Assignment: Repeat word for word the opening stretch of the entries, from the first line through the line containing "use crate::output::ApiValue;".

Information provided:

━━━━━━

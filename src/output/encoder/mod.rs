mod encoder;
mod human;
mod promapi;

pub use encoder::Encoder;
pub use human::HumanReadableEncoder;
pub use promapi::{error_type, PromApiEncoder};
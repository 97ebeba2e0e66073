use nom::{branch::alt, character::complete::char as nom_char, InputTake};

use super::result::{IResult, ParseError, Span};

pub fn string_literal(input: Span) -> IResult<String> {
    let (rest, quote) = alt((nom_char('"'), nom_char('\'')))(input)?;

    let mut value = String::new();
    let mut escaped = false;
    for (i, c) in rest.fragment().char_indices() {
        if escaped {
            match c {
                'n' => value.push('\n'),
                't' => value.push('\t'),
                'r' => value.push('\r'),
                '\\' | '"' | '\'' => value.push(c),
                // Keep regex escapes such as \. intact.
                _ => {
                    value.push('\\');
                    value.push(c);
                }
            }
            escaped = false;
        } else if c == '\\' {
            escaped = true;
        } else if c == quote {
            let (rest, _) = rest.take_split(i + c.len_utf8());
            return Ok((rest, value));
        } else {
            value.push(c);
        }
    }

    Err(nom::Err::Failure(ParseError::partial(
        "string literal",
        "closing quote",
        rest.take_split(rest.fragment().len()).0,
    )))
}
use super::timestamp::Timestamp;

pub type SampleValue = f64;

#[derive(Copy, Clone, Debug, PartialEq)]
pub struct Sample {
    timestamp: Timestamp,
    value: SampleValue,
}

impl Sample {
    pub fn new(timestamp: Timestamp, value: SampleValue) -> Self {
        Self { timestamp, value }
    }

    #[inline]
    pub fn timestamp(&self) -> Timestamp {
        self.timestamp
    }

    #[inline]
    pub fn value(&self) -> SampleValue {
        self.value
    }
}
use chrono::prelude::*;

use super::encoder::Encoder;
use crate::error::{Error, Result};
use crate::model::Timestamp;
use crate::output::ApiValue;

pub struct HumanReadableEncoder {}

impl HumanReadableEncoder {
    pub fn new() -> Self {
        Self {}
    }
}

impl Default for HumanReadableEncoder {
    fn default() -> Self {
        Self::new()
    }
}

impl Encoder for HumanReadableEncoder {
    fn encode(&self, value: &ApiValue) -> Result<Vec<u8>> {
        let mut lines = vec![];
        match value {
            ApiValue::Matrix(matrix) => {
                for series in matrix {
                    lines.push(series.labels.to_string());
                    for &(t, v) in &series.samples {
                        lines.push(format!("\t{}\t{}", format_time(t), v));
                    }
                }
            }
            ApiValue::Series(series) => {
                for labels in series {
                    lines.push(labels.to_string());
                }
            }
            ApiValue::LabelValues(values) => lines.extend(values.iter().cloned()),
        }

        Ok(String::into_bytes(lines.join("\n")))
    }

    fn encode_error(&self, err: &Error) -> Result<Vec<u8>> {
        Ok(String::into_bytes(format!("error ({}): {}", err.kind(), err)))
    }
}

fn format_time(t: Timestamp) -> String {
    match Utc.timestamp_millis_opt(t).single() {
        Some(ts) => ts.format("%Y-%m-%d %H:%M:%S%.3f").to_string(),
        None => t.to_string(),
    }
}

#[cfg(test)]
mod tests {
    use super::*;
    use crate::model::{Label, Labels, METRIC_NAME};
    use crate::output::SeriesData;

    #[test]
    fn test_encode_matrix() {
        let value = ApiValue::Matrix(vec![SeriesData {
            labels: Labels::new(vec![Label::new(METRIC_NAME, "cpu"), Label::new("host", "a")]),
            samples: vec![(1622104500000, 0.5), (1622104515000, 1.0)],
        }]);

        let buf = HumanReadableEncoder::new().encode(&value).unwrap();

        assert_eq!(
            String::from_utf8(buf).unwrap(),
            "{__name__=\"cpu\", host=\"a\"}\n\t2021-05-27 08:35:00.000\t0.5\n\t2021-05-27 08:35:15.000\t1"
        );
    }
}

━━━━━━

Task result:
filename src/output/encoder/mod.rs
mod encoder;
mod human;
mod promapi;

pub use encoder::Encoder;
pub use human::HumanReadableEncoder;
pub use promapi::{error_type, PromApiEncoder};
repository 97ebeba2e0e66073
use nom::{branch::alt, character::complete::char as nom_char, InputTake};

use super::result::{IResult, ParseError, Span};

pub fn string_literal(input: Span) -> IResult<String> {
    let (rest, quote) = alt((nom_char('"'), nom_char('\'')))(input)?;

    let mut value = String::new();
    let mut escaped = false;
    for (i, c) in rest.fragment().char_indices() {
        if escaped {
            match c {
                'n' => value.push('\n'),
                't' => value.push('\t'),
                'r' => value.push('\r'),
                '\\' | '"' | '\'' => value.push(c),
                // Keep regex escapes such as \. intact.
                _ => {
                    value.push('\\');
                    value.push(c);
                }
            }
            escaped = false;
        } else if c == '\\' {
            escaped = true;
        } else if c == quote {
            let (rest, _) = rest.take_split(i + c.len_utf8());
            return Ok((rest, value));
        } else {
            value.push(c);
        }
    }

    Err(nom::Err::Failure(ParseError::partial(
        "string literal",
        "closing quote",
        rest.take_split(rest.fragment().len()).0,
    )))
}
use super::timestamp::Timestamp;

pub type SampleValue = f64;

#[derive(Copy, Clone, Debug, PartialEq)]
pub struct Sample {
    timestamp: Timestamp,
    value: SampleValue,
}

impl Sample {
    pub fn new(timestamp: Timestamp, value: SampleValue) -> Self {
        Self { timestamp, value }
    }

    #[inline]
    pub fn timestamp(&self) -> Timestamp {
        self.timestamp
    }

    #[inline]
    pub fn value(&self) -> SampleValue {
        self.value
    }
}
use chrono::prelude::*;

use super::encoder::Encoder;
use crate::error::{Error, Result};
use crate::model::Timestamp;
use crate::output::ApiValue;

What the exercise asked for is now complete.